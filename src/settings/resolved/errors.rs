use thiserror::Error;

use super::SettingSource;

#[derive(Debug, Error)]
#[error("invalid value for {key} from {origin}: {reason} (value: {value})")]
pub(crate) struct ConfigError {
	pub(crate) key: &'static str,
	pub(crate) value: String,
	pub(crate) origin: SettingSource,
	pub(crate) reason: String,
}

impl ConfigError {
	pub(crate) fn invalid<V, R>(key: &'static str, value: V, origin: SettingSource, reason: R) -> Self
	where
		V: Into<String>,
		R: Into<String>,
	{
		Self {
			key,
			value: value.into(),
			origin,
			reason: reason.into(),
		}
	}
}
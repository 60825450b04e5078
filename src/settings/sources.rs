use std::env;
use std::path::PathBuf;

use anyhow::{Result, anyhow};
use config::{Config, ConfigError, File};

use crate::app_dirs;
use crate::cli::CliArgs;

pub(super) const ENV_PREFIX: &str = "vitrine";

/// Build a [`Config`] instance by combining default locations with CLI overrides.
pub(super) fn build_config(cli: &CliArgs) -> Result<Config> {
	build_config_from(cli, default_config_files())
}

pub(super) fn build_config_from(cli: &CliArgs, defaults: Vec<PathBuf>) -> Result<Config> {
	let mut builder = Config::builder();

	if !cli.no_config {
		for path in defaults {
			builder = builder.add_source(File::from(path).required(false));
		}
	}

	for path in &cli.config {
		builder = builder.add_source(File::from(path.clone()).required(true));
	}

	builder = builder.add_source(
		config::Environment::with_prefix(ENV_PREFIX)
			.prefix_separator("__")
			.separator("__")
			.try_parsing(true),
	);

	builder.build().map_err(|err| match err {
		ConfigError::Frozen => anyhow!("configuration builder is frozen"),
		other => other.into(),
	})
}

/// Discover the default configuration file locations that should be consulted.
pub(super) fn default_config_files() -> Vec<PathBuf> {
	let mut files = Vec::new();

	if let Ok(dir) = app_dirs::get_config_dir() {
		files.push(dir.join("config.toml"));
	}

	if let Ok(current_dir) = env::current_dir() {
		files.push(current_dir.join(".vitrine.toml"));
		files.push(current_dir.join("vitrine.toml"));
	}

	files
}

#[cfg(test)]
mod tests {
	use super::*;

	#[test]
	fn default_files_include_current_directory_variants() {
		let files = default_config_files();
		assert!(files.iter().any(|path| path.ends_with(".vitrine.toml")));
		assert!(files.iter().any(|path| path.ends_with("vitrine.toml")));
	}
}
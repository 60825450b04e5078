//! Application runtime and event loop.

use std::collections::VecDeque;
use std::io::stdout;
use std::sync::atomic::{AtomicBool, Ordering};
use std::sync::{Arc, mpsc};
use std::thread;
use std::time::{Duration, Instant};

use anyhow::{Result, anyhow};
use ratatui::crossterm::event::{
	self, DisableMouseCapture, EnableMouseCapture, Event, KeyEventKind,
};
use ratatui::crossterm::execute;

use crate::App;
use crate::outcome::SelectionOutcome;

/// Run `app` to completion on the current terminal.
pub fn run(mut app: App<'_>) -> Result<SelectionOutcome> {
	app.run()
}

impl<'a> App<'a> {
	/// Pump the terminal event loop until the user exits with a result.
	pub fn run(&mut self) -> Result<SelectionOutcome> {
		let mut terminal = ratatui::init();
		terminal.clear()?;
		execute!(stdout(), EnableMouseCapture)?;

		self.mount(Instant::now());

		let (event_tx, event_rx) = mpsc::channel();
		let event_loop_running = Arc::new(AtomicBool::new(true));
		let event_loop_flag = Arc::clone(&event_loop_running);

		let event_thread = thread::spawn(move || -> Result<()> {
			while event_loop_flag.load(Ordering::Relaxed) {
				if event::poll(Duration::from_millis(50))? {
					let event = event::read()?;
					if event_tx.send(event).is_err() {
						break;
					}
				}
			}
			Ok(())
		});

		let mut pending_events = VecDeque::new();

		let result: Result<SelectionOutcome> = 'event_loop: loop {
			loop {
				match event_rx.try_recv() {
					Ok(event) => pending_events.push_back(event),
					Err(mpsc::TryRecvError::Empty) => break,
					Err(mpsc::TryRecvError::Disconnected) => {
						break 'event_loop Err(anyhow!("input event channel disconnected"));
					}
				}
			}

			let now = Instant::now();
			let mut maybe_outcome = None;
			while let Some(event) = pending_events.pop_front() {
				match event {
					Event::Key(key) if key.kind == KeyEventKind::Press => {
						if let Some(outcome) = self.handle_key(key, now)? {
							maybe_outcome = Some(outcome);
							break;
						}
					}
					Event::Mouse(mouse) => self.handle_mouse(mouse, now),
					_ => {}
				}
			}

			if let Some(outcome) = maybe_outcome {
				break Ok(outcome);
			}

			self.tick(Instant::now());

			if let Err(err) = terminal.draw(|frame| self.draw(frame)) {
				break Err(err.into());
			}

			thread::sleep(Duration::from_millis(16));
		};

		self.shutdown();
		ratatui::restore();
		execute!(stdout(), DisableMouseCapture)?;

		event_loop_running.store(false, Ordering::Relaxed);
		match event_thread.join() {
			Ok(join_result) => join_result?,
			Err(err) => std::panic::resume_unwind(err),
		}

		result
	}
}
use std::path::PathBuf;

use clap::{ArgAction, ColorChoice, Parser};

use super::options::{LogLevelArg, OutputFormat, PageRefreshArg};
use super::styles::{cli_styles, long_version};

/// Command-line arguments accepted by the `vitrine` binary.
#[derive(Parser, Debug)]
#[command(
	name = "vitrine",
	version,
	long_version = long_version(),
	about = "Browse a remote product catalogue with debounced search and pagination",
	color = ColorChoice::Auto,
	styles = cli_styles()
)]
pub(crate) struct CliArgs {
	#[arg(
		short,
		long = "config",
		value_name = "FILE",
		env = "VITRINE_CONFIG",
		action = ArgAction::Append,
		help = "Additional configuration file to merge (default: none)"
	)]
	pub(crate) config: Vec<PathBuf>,
	#[arg(
		short = 'n',
		long = "no-config",
		help = "Skip loading default configuration files (default: disabled)"
	)]
	pub(crate) no_config: bool,
	#[arg(
		short = 'b',
		long = "base-url",
		value_name = "URL",
		help = "Base URL of the product API (default: http://127.0.0.1:8000)"
	)]
	pub(crate) base_url: Option<String>,
	#[arg(
		long = "timeout-ms",
		value_name = "MS",
		help = "Request timeout in milliseconds (default: 10000)"
	)]
	pub(crate) timeout_ms: Option<u64>,
	#[arg(
		short = 'd',
		long = "debounce-ms",
		value_name = "MS",
		help = "Quiet period before a search or page change is fetched (default: 500)"
	)]
	pub(crate) debounce_ms: Option<u64>,
	#[arg(
		long = "page-refresh",
		value_enum,
		help = "Whether page changes wait for the debounce delay (default: debounced)"
	)]
	pub(crate) page_refresh: Option<PageRefreshArg>,
	#[arg(
		short = 'q',
		long = "query",
		value_name = "QUERY",
		help = "Provide an initial search query (default: empty)"
	)]
	pub(crate) initial_query: Option<String>,
	#[arg(
		short = 't',
		long,
		value_name = "TITLE",
		help = "Set the prompt and table title (default: Products)"
	)]
	pub(crate) title: Option<String>,
	#[arg(
		long,
		value_name = "THEME",
		help = "Select a theme by name (default: slate)"
	)]
	pub(crate) theme: Option<String>,
	#[arg(
		long = "log-level",
		value_enum,
		help = "Minimum level recorded in the log console (default: info)"
	)]
	pub(crate) log_level: Option<LogLevelArg>,
	#[arg(
		short = 'p',
		long = "print-config",
		help = "Print the resolved configuration before running (default: disabled)"
	)]
	pub(crate) print_config: bool,
	#[arg(
		short = 'l',
		long = "list-themes",
		help = "List supported themes and exit (default: disabled)"
	)]
	pub(crate) list_themes: bool,
	#[arg(
		short = 'o',
		long = "output",
		value_enum,
		default_value_t = OutputFormat::Plain,
		help = "Choose how to print the result"
	)]
	pub(crate) output: OutputFormat,
}
use url::Url;
use url::form_urlencoded;

use crate::error::FetchError;
use crate::types::{ProductPage, QueryState};

/// Path of the products search endpoint.
pub const PRODUCTS_PATH: &str = "/api/products";

/// A request for one page of products matching a text query.
#[derive(Debug, Clone, PartialEq, Eq, Hash)]
pub struct PageRequest {
	pub query: String,
	pub page: u32,
}

impl PageRequest {
	pub fn new(query: impl Into<String>, page: u32) -> Self {
		Self {
			query: query.into(),
			page,
		}
	}

	/// Encoded `query=..&page=..` string.
	///
	/// The search text is encoded as a URI component: spaces become `%20`
	/// and `!()~*` pass through unescaped.
	#[must_use]
	pub fn query_string(&self) -> String {
		format!("query={}&page={}", encode_component(&self.query), self.page)
	}

	/// Origin-relative target, e.g. `/api/products?query=abc&page=1`.
	#[must_use]
	pub fn path(&self) -> String {
		format!("{PRODUCTS_PATH}?{}", self.query_string())
	}

	/// Absolute URL of this request against the API base.
	pub fn url(&self, base: &Url) -> Result<Url, url::ParseError> {
		let mut url = base.join(PRODUCTS_PATH)?;
		url.set_query(Some(&self.query_string()));
		Ok(url)
	}
}

/// Escapes `form_urlencoded` applies that a URI component leaves alone.
/// `'` stays escaped since URL parsing escapes it in http queries anyway.
const COMPONENT_PASSTHROUGH: [(&str, &str); 4] =
	[("%21", "!"), ("%28", "("), ("%29", ")"), ("%7E", "~")];

fn encode_component(text: &str) -> String {
	let mut encoded: String = form_urlencoded::byte_serialize(text.as_bytes())
		.collect::<String>()
		.replace('+', "%20");
	for (escape, literal) in COMPONENT_PASSTHROUGH {
		encoded = encoded.replace(escape, literal);
	}
	encoded
}

impl From<&QueryState> for PageRequest {
	fn from(query: &QueryState) -> Self {
		Self::new(query.search_text.clone(), query.page)
	}
}

/// Transport able to resolve a [`PageRequest`] into a page of products.
///
/// Implementations block until the request completes; the
/// [`FetchWorker`](crate::FetchWorker) runs them off the UI thread.
pub trait ProductSource: Send + Sync {
	fn fetch(&self, request: &PageRequest) -> Result<ProductPage, FetchError>;
}

impl<S: ProductSource + ?Sized> ProductSource for std::sync::Arc<S> {
	fn fetch(&self, request: &PageRequest) -> Result<ProductPage, FetchError> {
		(**self).fetch(request)
	}
}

========================================================================

▶ How to complete this task: Take the lines above from the one containing "if let Err(err)" to the one containing "execute!(stdout(), DisableMouseCapture)?;" and retype them exactly, both ends included, with nothing added.

▶ Result of the exercise:
			if let Err(err) = terminal.draw(|frame| self.draw(frame)) {
				break Err(err.into());
			}

			thread::sleep(Duration::from_millis(16));
		};

		self.shutdown();
		ratatui::restore();
		execute!(stdout(), DisableMouseCapture)?;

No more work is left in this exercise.